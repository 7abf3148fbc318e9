//! Filled templates: disk, elliptical Gaussian blob, and a flat floor.

use crate::error::Result;
use crate::geometry::rotate;

use super::ring::ring_semi_axes;
use super::validate::{asymmetry, finite, positive};
use super::{fixed_params, FixedTemplate, Template, DENSITY_FLOOR};

/// Uniform disk of radius `r0` with a Gaussian edge of width `alpha`.
#[derive(Debug, Clone, Copy, PartialEq)]
pub struct Disk {
    r0: f64,
    alpha: f64,
    x0: f64,
    y0: f64,
}

impl Disk {
    /// Disk centred on `(x0, y0)`.
    pub fn new(r0: f64, alpha: f64, x0: f64, y0: f64) -> Result<Self> {
        Ok(Self {
            r0: positive(Self::KIND, "r0", r0)?,
            alpha: positive(Self::KIND, "alpha", alpha)?,
            x0: finite(Self::KIND, "x0", x0)?,
            y0: finite(Self::KIND, "y0", y0)?,
        })
    }
}

impl Template for Disk {
    const KIND: &'static str = "Disk";

    fn evaluate(&self, x: f64, y: f64) -> f64 {
        let r = (x - self.x0).hypot(y - self.y0);
        if r < self.r0 {
            1.0 + DENSITY_FLOOR
        } else {
            let dr = r - self.r0;
            (-dr * dr / (2.0 * self.alpha * self.alpha)).exp() + DENSITY_FLOOR
        }
    }

    fn pack_into(&self, out: &mut Vec<f64>) {
        out.extend_from_slice(&[self.r0, self.alpha, self.x0, self.y0]);
    }
}

impl FixedTemplate for Disk {
    const PARAM_NAMES: &'static [&'static str] = &["r0", "alpha", "x0", "y0"];

    fn from_params(p: &[f64]) -> Result<Self> {
        let [r0, alpha, x0, y0]: [f64; 4] = fixed_params(p)?;
        Self::new(r0, alpha, x0, y0)
    }
}

/// Elliptical Gaussian blob with `σx = σ/√(1−τ)` and `σy = σ·√(1−τ)`
/// in the frame rotated by `xi`.
#[derive(Debug, Clone, Copy, PartialEq)]
pub struct AsymGaussian {
    sigma: f64,
    tau: f64,
    xi: f64,
    x0: f64,
    y0: f64,
    axes: (f64, f64),
}

impl AsymGaussian {
    /// Blob of width `sigma`, asymmetry `tau` and orientation `xi`.
    pub fn new(sigma: f64, tau: f64, xi: f64, x0: f64, y0: f64) -> Result<Self> {
        let sigma = positive(Self::KIND, "sigma", sigma)?;
        let tau = asymmetry(Self::KIND, "tau", tau)?;
        Ok(Self {
            sigma,
            tau,
            xi: finite(Self::KIND, "xi", xi)?,
            x0: finite(Self::KIND, "x0", x0)?,
            y0: finite(Self::KIND, "y0", y0)?,
            axes: ring_semi_axes(sigma, tau),
        })
    }
}

impl Template for AsymGaussian {
    const KIND: &'static str = "AsymGaussian";

    fn evaluate(&self, x: f64, y: f64) -> f64 {
        let (xr, yr) = rotate(x - self.x0, y - self.y0, self.xi);
        let (sx, sy) = self.axes;
        (-0.5 * (xr * xr / (sx * sx) + yr * yr / (sy * sy))).exp() + DENSITY_FLOOR
    }

    fn pack_into(&self, out: &mut Vec<f64>) {
        out.extend_from_slice(&[self.sigma, self.tau, self.xi, self.x0, self.y0]);
    }
}

impl FixedTemplate for AsymGaussian {
    const PARAM_NAMES: &'static [&'static str] = &["sigma", "tau", "xi", "x0", "y0"];

    fn from_params(p: &[f64]) -> Result<Self> {
        let [sigma, tau, xi, x0, y0]: [f64; 5] = fixed_params(p)?;
        Self::new(sigma, tau, xi, x0, y0)
    }
}

/// Flat unit density, used as a uniform background floor.
#[derive(Debug, Clone, Copy, PartialEq, Default)]
pub struct Constant;

impl Template for Constant {
    const KIND: &'static str = "Constant";

    fn evaluate(&self, _x: f64, _y: f64) -> f64 {
        1.0
    }

    fn pack_into(&self, _out: &mut Vec<f64>) {}
}

impl FixedTemplate for Constant {
    const PARAM_NAMES: &'static [&'static str] = &[];

    fn from_params(p: &[f64]) -> Result<Self> {
        fixed_params::<0>(p)?;
        Ok(Self)
    }
}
================================
__Task goal__
The answer should be an exact copy of the lines from the first line of the data through the line with "Disk centred on" and should contain nothing else.

__Answer__
repository 7abf3148fbc318e9
//! Filled templates: disk, elliptical Gaussian blob, and a flat floor.

use crate::error::Result;
use crate::geometry::rotate;

use super::ring::ring_semi_axes;
use super::validate::{asymmetry, finite, positive};
use super::{fixed_params, FixedTemplate, Template, DENSITY_FLOOR};

/// Uniform disk of radius `r0` with a Gaussian edge of width `alpha`.
#[derive(Debug, Clone, Copy, PartialEq)]
pub struct Disk {
    r0: f64,
    alpha: f64,
    x0: f64,
    y0: f64,
}

impl Disk {
    /// Disk centred on `(x0, y0)`.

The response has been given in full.